Sir Alexander Morison
was a pioneer in this country in the special study of Mental
Diseases, and was for fifty years Visiting Physician to Bethleni
Hospital, and physician also to some other similar institutions, at
a time when the medical officers of some such hospitals, like those
attached to general hospitals to-day, were “visiting physicians,”
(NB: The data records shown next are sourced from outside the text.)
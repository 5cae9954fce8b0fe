use migration::{Migrator, MigratorTrait};

mod settings;

#[tokio::main]
async fn main() -> Result<(), Box<dyn std::error::Error + Send + Sync>> {
    let settings = settings::Settings::new()?;

    tracing_subscriber::fmt()
        .with_env_filter(format!(
            "divvy={level},server={level},engine={level}",
            level = settings.app.level
        ))
        .init();

    let db = parse_database(&settings.server.database).await?;
    let engine = engine::Engine::builder().database(db.clone()).build().await?;

    let bind = settings
        .server
        .bind
        .unwrap_or_else(|| "127.0.0.1".to_string());
    let addr = format!("{}:{}", bind, settings.server.port);
    tracing::info!("starting server on {addr}");
    let listener = tokio::net::TcpListener::bind(addr).await?;
    server::run_with_listener(engine, db, listener).await?;

    Ok(())
}

async fn parse_database(
    config: &settings::Database,
) -> Result<sea_orm::DatabaseConnection, Box<dyn std::error::Error + Send + Sync>> {
    let url = match config {
        settings::Database::Memory => String::from("sqlite::memory:"),
        settings::Database::Sqlite(path) => format!("sqlite:{}?mode=rwc", path),
    };

    let database = sea_orm::Database::connect(url).await?;
    Migrator::up(&database, None).await?;
    Ok(database)
}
not “resident superintendents,” a system for which a good deal may
be said even now, in the opinion of some.
He was prominently
associated with the philanthropic movement in favour of the more
humane treatment of lunatics, and gave a moiety of his landed
property in 1864 to found a Lectureship on Mental Diseases in the
Royal College of Physicians in Edinburgh, and to reward meritorious
attendants upon the insane.
In early life he
purchased the estate of Bankhead in the parish of Currie, Midlothian
(Reg. of Sasines for Edinburgh, 1806), but disposed of the greater
portion of it during his lifetime. He died on March 14th, 1866, and
was buried in the Churchyard of the Parish of Currie.
In 1799, he married
Mary, daughter of Alexander Cushnie of Aberdeen and of Windsor
Castle Farm, Jamaica, who died in 1846. In 1851, he married Grace,
daughter of James Young, Hurstmonceaux, Sussex, and sister of
Colonel Keith Young, C.B. She left no issue.
By his first wife,
Sir Alexander Morison had a large family, the greater number of whom
died young or unmarried. Two sons survived to manhood.
(1) Alexander
Cusiinie Morison, born February 13th, 1813. He became a Member of
the Royal College of Surgeons in England, and entered the Military
Service of the Honorable East India Company. He died on February
5th, 1861, on his return from India invalided, at Anchorfield
Cottage, a small house built for occasional use by the family for
seabathing, when the larger house at Anchorfield had become
uninhabitable by them from changes in the neighbourhood.1
He married, in 1849, Margaret Gordon, daughter of John Maclellan of
Benfield House, Wigtown, N.B., and grand-daughter of John Gordon of
Lochdougan, Kirkcudbrightshire, and left issue—
i. Alexander Morison,
the writer of these pages.
ii. Basil Gordon Morison, also a Doctor of Medicine of the
University of Edinburgh, and also a physician in London.
iii. Mary Morison.
(2.) Thomas Coutts
Morison, born 1823. He was a Member of the Royal College of Surgeons
in England; served as a surgeon in the Turkish Contingent during the
Crimean War; received the ordinary Turkish Decoration; and died
unmarried in Australia on March 24th, 1863.
Four of Sir Alexander
Morison’s daughters married—
(3.) SOMERVILLE, born
1809. She married Barron Grahame of Morphie, Kincardineshire, and of
Ravelrig, Midlothian, and left issue.
(4.) Jane, born 1813.
She married John, son of the Rev. John Summers, D.D., of Mid Calder,
West Lothian, and left issue.
(5.) Sarah, born
1819. She married Charles Richard Nicoll, M.D., Surgeon in the
Grenadier Guards, and left issue.
(6.) FRANCES, born
1825. She married Edward Hutton, and died without issue.
MARGARET Morison, the
only daughter of Andrew Murison of Anchorfield, was born on February
28th, 1770. She married William Gordon McCrae. In 1840, she died in
Australia, whither some of her family had emigrated. She left issue,
three sons and four daughters—
(1.) Alexander; a
Captain in the Army, who married, and had issue.
(2.) Andrew Murison ;
Writer to the Signet; a Magistrate in Australia, who married, and
had issue.
(3.) Farquhar ; M.D.,
Enniskilling Dragoons, who married, and had issue.
(4.) Mary ; married
Cobham, M.D., and had issue.
(5.) THOMASINE ;
married the Honourable George Cole, of Melbourne, and had issue.
(6.) Agnes ; married
William Bruce of Symbister, N.B., and had issue.